Guest User!

You are not Sophos Staff.

This discussion has been locked.
You can no longer post new replies to this discussion. If you have a question you can start a new discussion

Issue with VLAN between 2 XG firewalls with V19 home edition

Hello,

I encounter weird communication issues on a network shared between two XG firewalls since V19 upgrade. A drawing being better than a long speech, here's my network topology :

In short : 

192.168.1.x is the LAN side of my ISP router.

192.168.2.x is my internal LAN, protected by XG1. Since some of my hosts cannot be directly plugged to XG1, I put a second XG (XG2) in another room, with some other hosts connected to it. XG1 and XG2 are interconnected with a trunk comprised of VLAN 100 for my LAN (and some other VLANS). VLAN 100 is member of LAN bridges on both XG1 and XG2. Actually, XG2 is simply used as a simple manageable L2 switch, extending XG1's LAN. 

The issue : 

This configuration used to work in V18.5. But since V19 migration, communications between LAN hosts on XG1 and XG2 are blocked, with a weird behavior

- the desktop on the left can flawlessly reach the Internet

- the desktop fails to communicate with the server on the right. A wireshark trace shows that a few first packets are exchanged, then communications are blocked.

- when pinging from desktop to server, the first packet gets a successful answer, but all following packets don't get answers. Same behavior with a ping from server to desktop.

- the desktop cannot connect to the XG1 admin interface on its LAN IP (even if admin is allowed on zone LAN) 

Since it looks like communications are blocked not immediately but after a few successful messages, I was thinking about firewall erroneously dropping packets. Unfortunately both the firewall log and the drop-packet-capture command are silent. IPS logs are silent too.
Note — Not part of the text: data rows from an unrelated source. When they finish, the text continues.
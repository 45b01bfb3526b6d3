//! PCB design backend.
//!
//! Stores design documents (components, nets, board outline), runs a Design
//! Rule Check over them and offers beginner-oriented suggestions.
//!
//! - [`models`]: the design document and its wire format
//! - [`drc`]: the rule-check engine
//! - [`store`]: in-memory design storage
//! - [`service`]: design operations over the store
//! - [`assistant`]: suggestions, error explanations and workflow coaching
//! - [`api`]: the HTTP surface

pub mod api;
pub mod assistant;
pub mod check;
pub mod config;
pub mod drc;
pub mod error;
pub mod models;
pub mod service;
pub mod store;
Any idea would be helpful.

Best Regards,

Matthieu



This thread was automatically locked due to age.
Parents
  • Where did you do the packet capture? One the firewalls? Webadmin or CLI? 
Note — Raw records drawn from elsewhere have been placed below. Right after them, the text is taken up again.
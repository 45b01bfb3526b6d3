use indexmap::IndexMap;
use serde::{Deserialize, Serialize};

/// Component types treated as full integrated circuits.
const IC_TYPES: &[&str] = &["mcu", "ic", "microcontroller"];

/// A 2D coordinate, serialized as `[x, y]`.
#[derive(Debug, Clone, Copy, PartialEq, Serialize, Deserialize)]
pub struct Point(pub f64, pub f64);

/// The closed set of component categories the checkers and assistant reason about.
///
/// The category is derived once from the free-text `type` string when a
/// component is deserialized. Anything unrecognised lands in `Other`.
#[derive(Debug, Clone, Copy, PartialEq, Eq, Hash, Serialize, Deserialize)]
#[serde(rename_all = "snake_case")]
pub enum ComponentCategory {
    Resistor,
    Led,
    Capacitor,
    IntegratedCircuit,
    LogicGate,
    Other,
}

impl ComponentCategory {
    pub fn classify(raw: &str) -> Self {
        let lower = raw.to_lowercase();
        match lower.as_str() {
            "resistor" => Self::Resistor,
            "led" => Self::Led,
            "gate" => Self::LogicGate,
            s if IC_TYPES.contains(&s) => Self::IntegratedCircuit,
            s if s.contains("cap") => Self::Capacitor,
            _ => Self::Other,
        }
    }

    /// True for anything with input pins that can float: ICs and logic gates.
    pub fn has_logic_inputs(&self) -> bool {
        matches!(self, Self::IntegratedCircuit | Self::LogicGate)
    }
}

/// The free-text component type together with its derived category.
///
/// Serializes as the raw string so designs round-trip unchanged.
#[derive(Debug, Clone, PartialEq, Eq, Serialize, Deserialize)]
#[serde(from = "String", into = "String")]
pub struct ComponentType {
    raw: String,
    category: ComponentCategory,
}

impl ComponentType {
    pub fn new(raw: impl Into<String>) -> Self {
        let raw = raw.into();
        let category = ComponentCategory::classify(&raw);
        Self { raw, category }
    }

    pub fn as_str(&self) -> &str {
        &self.raw
    }

    pub fn category(&self) -> ComponentCategory {
        self.category
    }
}

impl From<String> for ComponentType {
    fn from(raw: String) -> Self {
        Self::new(raw)
    }
}

impl From<&str> for ComponentType {
    fn from(raw: &str) -> Self {
        Self::new(raw)
    }
}

impl From<ComponentType> for String {
    fn from(value: ComponentType) -> Self {
        value.raw
    }
}

/// A property value: either numeric (e.g. `220.0`) or textual (e.g. `"0805"`).
#[derive(Debug, Clone, PartialEq, Serialize, Deserialize)]
#[serde(untagged)]
pub enum PropertyValue {
    Number(f64),
    Text(String),
}

/// A named component property such as resistance or package.
#[derive(Debug, Clone, PartialEq, Serialize, Deserialize)]
pub struct ComponentProperty {
    pub name: String,
    pub value: PropertyValue,
    pub unit: Option<String>,
}

/// A circuit element on the board. `position` is `None` until it has been placed.
#[derive(Debug, Clone, PartialEq, Serialize, Deserialize)]
pub struct Component {
    pub id: String,
    #[serde(rename = "type")]
    pub kind: ComponentType,
    #[serde(default)]
    pub properties: IndexMap<String, ComponentProperty>,
    pub position: Option<Point>,
    /// Degrees.
    pub rotation: Option<f64>,
}

impl Component {
    pub fn new(id: impl Into<String>, kind: impl Into<ComponentType>) -> Self {
        Self {
            id: id.into(),
            kind: kind.into(),
            properties: IndexMap::new(),
            position: None,
            rotation: None,
        }
    }

    pub fn at(mut self, x: f64, y: f64) -> Self {
        self.position = Some(Point(x, y));
        self
    }

    pub fn category(&self) -> ComponentCategory {
        self.kind.category()
    }

    pub fn is_placed(&self) -> bool {
        self.position.is_some()
    }
}

#[cfg(test)]
mod tests {
    use super::*;

    #[test]
    fn classifies_common_types_case_insensitively() {
        assert_eq!(ComponentCategory::classify("Resistor"), ComponentCategory::Resistor);
        assert_eq!(ComponentCategory::classify("LED"), ComponentCategory::Led);
        assert_eq!(ComponentCategory::classify("MCU"), ComponentCategory::IntegratedCircuit);
        assert_eq!(ComponentCategory::classify("microcontroller"), ComponentCategory::IntegratedCircuit);
        assert_eq!(ComponentCategory::classify("gate"), ComponentCategory::LogicGate);
        assert_eq!(ComponentCategory::classify("ceramic_cap"), ComponentCategory::Capacitor);
        assert_eq!(ComponentCategory::classify("header"), ComponentCategory::Other);
        assert_eq!(ComponentCategory::classify(" led"), ComponentCategory::Other);
    }

    #[test]
    fn component_type_round_trips_raw_string() {
        let json = r#"{"id":"U1","type":"MCU","position":[1.5,2.0]}"#;
        let component: Component = serde_json::from_str(json).unwrap();

        assert_eq!(component.category(), ComponentCategory::IntegratedCircuit);
        assert_eq!(component.position, Some(Point(1.5, 2.0)));

        let value = serde_json::to_value(&component).unwrap();
        assert_eq!(value["type"], "MCU");
        assert_eq!(value["position"], serde_json::json!([1.5, 2.0]));
    }

    #[test]
    fn property_values_accept_numbers_and_strings() {
        let json = r#"{
            "id": "R1",
            "type": "resistor",
            "properties": {
                "resistance": {"name": "resistance", "value": 220, "unit": "ohm"},
                "package": {"name": "package", "value": "0805"}
            }
        }"#;
        let component: Component = serde_json::from_str(json).unwrap();

        assert_eq!(
            component.properties["resistance"].value,
            PropertyValue::Number(220.0)
        );
        assert_eq!(
            component.properties["package"].value,
            PropertyValue::Text("0805".to_string())
        );
        assert!(component.properties["package"].unit.is_none());
    }
}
    Maybe there is a routing issue? Try doing the packet capture on Webadmin and check for the routes, if the packet arrive but no outbound packet, check the drop packet capture on the affected firewall. 

    __________________________________________________________________________________________________________________

  • Hello,

    I did the packet capture on XG1 directly through the Unix shell. Given the various tests I made I don't think it is a L3 issue but rather a L2 issue (desktop can access the Internet flawlessly for instance). drop packet capture doesn't provide any information on concerned trafic. 

    Best Regards

    Matthieu

  • The issue is fixed with the latest firmware but in your case, it is not working can you reboot the firewall with fsck-on-nextboot from Sophos XG SSH CLI console and check it again? Have you contacted Sophos Support Team with the case id?
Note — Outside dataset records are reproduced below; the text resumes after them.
use std::num::NonZeroU32;

use serde::{Deserialize, Serialize};

use super::{Component, Net, Point};

fn default_layers() -> NonZeroU32 {
    NonZeroU32::MIN
}

/// A PCB: outline polygon, the parts on it and the nets between them.
///
/// An empty `outline` means the board shape has not been drawn yet.
#[derive(Debug, Clone, PartialEq, Serialize, Deserialize)]
pub struct Board {
    #[serde(default)]
    pub outline: Vec<Point>,
    #[serde(default)]
    pub components: Vec<Component>,
    #[serde(default)]
    pub nets: Vec<Net>,
    #[serde(default = "default_layers")]
    pub layers: NonZeroU32,
}

impl Default for Board {
    fn default() -> Self {
        Self {
            outline: Vec::new(),
            components: Vec::new(),
            nets: Vec::new(),
            layers: default_layers(),
        }
    }
}

impl Board {
    pub fn has_outline(&self) -> bool {
        !self.outline.is_empty()
    }

    pub fn component(&self, id: &str) -> Option<&Component> {
        self.components.iter().find(|c| c.id == id)
    }

    pub fn net(&self, id: &str) -> Option<&Net> {
        self.nets.iter().find(|n| n.id == id)
    }

    pub fn placed_components(&self) -> impl Iterator<Item = &Component> {
        self.components.iter().filter(|c| c.is_placed())
    }
}

#[cfg(test)]
mod tests {
    use super::*;

    #[test]
    fn missing_fields_take_defaults() {
        let board: Board = serde_json::from_str("{}").unwrap();
        assert!(board.outline.is_empty());
        assert!(board.components.is_empty());
        assert!(board.nets.is_empty());
        assert_eq!(board.layers.get(), 1);
    }

    #[test]
    fn zero_layers_is_rejected() {
        let result = serde_json::from_str::<Board>(r#"{"layers": 0}"#);
        assert!(result.is_err());
    }
}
    console>system fsck-on-nextboot show
    console>system fsck-on-nextboot on

    Regards

    "Sophos Partner: Infrassist Technologies Pvt Ltd".

    If a post solves your question please use the 'Verify Answer' button.

  • Hello,

    The reboot with fsck on doesn't solve the issue. I made some complimentary tests and found interesting results when pinging the other way around, from server to desktop

    If I run tcpdump icmp on XG1 (on server side, source of ping) : it solves the issue as long as tcpdump runs. 

    If I run tcpdump icmp on XG2 (on desktop side, target of ping) : it does'nt solve the issue

    This behavior allowed me to take a tcpdump on XG2 for both a working scenario (tcpdump running on XG1) and a non working scenario (tcpdump not running on XG1). Here are the results

    tcpdump output on XG2 while tcpdump was also running on XG1 (working scenario)

    SFVH_SO01_SFOS 19.0.1 MR-1-Build365# tcpdump icmp
    tcpdump: verbose output suppressed, use -v or -vv for full protocol decode
    listening on any, link-type LINUX_SLL (Linux cooked v1), capture size 262144 bytes
    10:23:33.711770 Port1, IN: ethertype IPv4, IP server > desktop: ICMP echo request, id 1, seq 62, length 40
    10:23:33.711770 Port1.100, IN: IP server > desktop: ICMP echo request, id 1, seq 62, length 40
    10:23:33.712112 Port2, OUT: IP server > desktop: ICMP echo request, id 1, seq 62, length 40
    10:23:33.712444 Port2, IN: IP desktop > server: ICMP echo reply, id 1, seq 62, length 40
    10:23:33.712537 Port1.100, OUT: IP desktop > server: ICMP echo reply, id 1, seq 62, length 40
    10:23:33.712543 Port1, OUT: ethertype IPv4, IP desktop > server: ICMP echo reply, id 1, seq 62, length 40
    10:23:34.725940 Port1, IN: ethertype IPv4, IP server > desktop: ICMP echo request, id 1, seq 63, length 40
    10:23:34.725940 Port1.100, IN: IP server > desktop: ICMP echo request, id 1, seq 63, length 40
    10:23:34.726117 Port2, OUT: IP server > desktop: ICMP echo request, id 1, seq 63, length 40
    10:23:34.726604 Port2, IN: IP desktop > server: ICMP echo reply, id 1, seq 63, length 40
    10:23:34.726669 Port1.100, OUT: IP desktop > server: ICMP echo reply, id 1, seq 63, length 40
    10:23:34.726673 Port1, OUT: ethertype IPv4, IP desktop > server: ICMP echo reply, id 1, seq 63, length 40

    In this trace we can see two successful ping requests going through XG2, with a sequence like PORT1 IN => Port1.100 IN=>Port2 OUT=>Port2 IN=>Port1.100 OUT=>Port1 OUT

    Now the tcpdump output on XG2 while tcpdump was not running on XG1 (non-working scenario)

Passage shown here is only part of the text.